Ignored Artists...

Ignored Artists...
Authored By John Nicholson
It’s remarkable really. Even in 2024, classic rock is easily the most popular genre of music, but its width and breadth is rarely represented as an artform. There are documentaries about the big stars and big events, sure, but that’s like talking about the icing and not the cake. The size of the genre is rarely addressed in any way. There are documentaries about the Beatles and Bob Dylan, for example, but the likes of Budgie, to take one random example, are entirely ignored and there are hundreds of bands like that. Bands that we all saw and loved who we emotionally engaged with, which, if it were another artform, would be celebrated as special but are usually totally ignored.
I’m not entirely sure why. Perhaps the genre is just so big, so the focus is on the big selling headline acts. I waited most of my life to hear ‘our’ music played on daytime radio or for there to be a dedicated radio station. It was basically my generation growing up and getting into positions of power that made the decisions to commission stuff. But even so. It’s not like the 70s and there are some programmes, but not many considering the size of the genre.
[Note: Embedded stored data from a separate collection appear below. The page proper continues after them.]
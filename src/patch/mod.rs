//! Unified diff parsing into a [`PatchDocument`].

mod parser;

use crate::models::PatchDocument;

#[derive(Debug, thiserror::Error)]
pub enum ParseError {
    #[error("Invalid hunk header: {0}")]
    InvalidHunkHeader(String),
    #[error("Unexpected diff format: {0}")]
    UnexpectedFormat(String),
    #[error("Binary patches are not supported: {0}")]
    BinaryPatch(String),
}

/// Parse `git diff`-style unified diff text.
pub fn parse(text: &str) -> Result<PatchDocument, ParseError> {
    parser::PatchParser::new().parse(text)
}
The explosion of rock music from 1965-77 was a golden period which basically wrote all the best songs and I think its brilliance and variety is totally taken for granted because it forms part of the DNA of our lives. Other genres are treated with more reverence whereas hard rock is almost laughed at, its acolytes dismissed as somehow uncool and Neanderthal. 
It feels disrespectful, like fading out the guitar solo on a record, something that used to routinely happen. This is how  mainstream rock acts remain largely anonymous to the public.
 Even though they’ve sold millions of records. There are plenty of households that have not heard of Black Sabbath and Deep Purple, let alone Gong, The Doobies and Little Feat.
I don’t mind really, I’m used to being marginalised, but it is genuinely odd, not to say disrespectful and it's even worse for heavy metal which exists as a largely ignored subsect, even though its fans are amongst the most loyal and committed.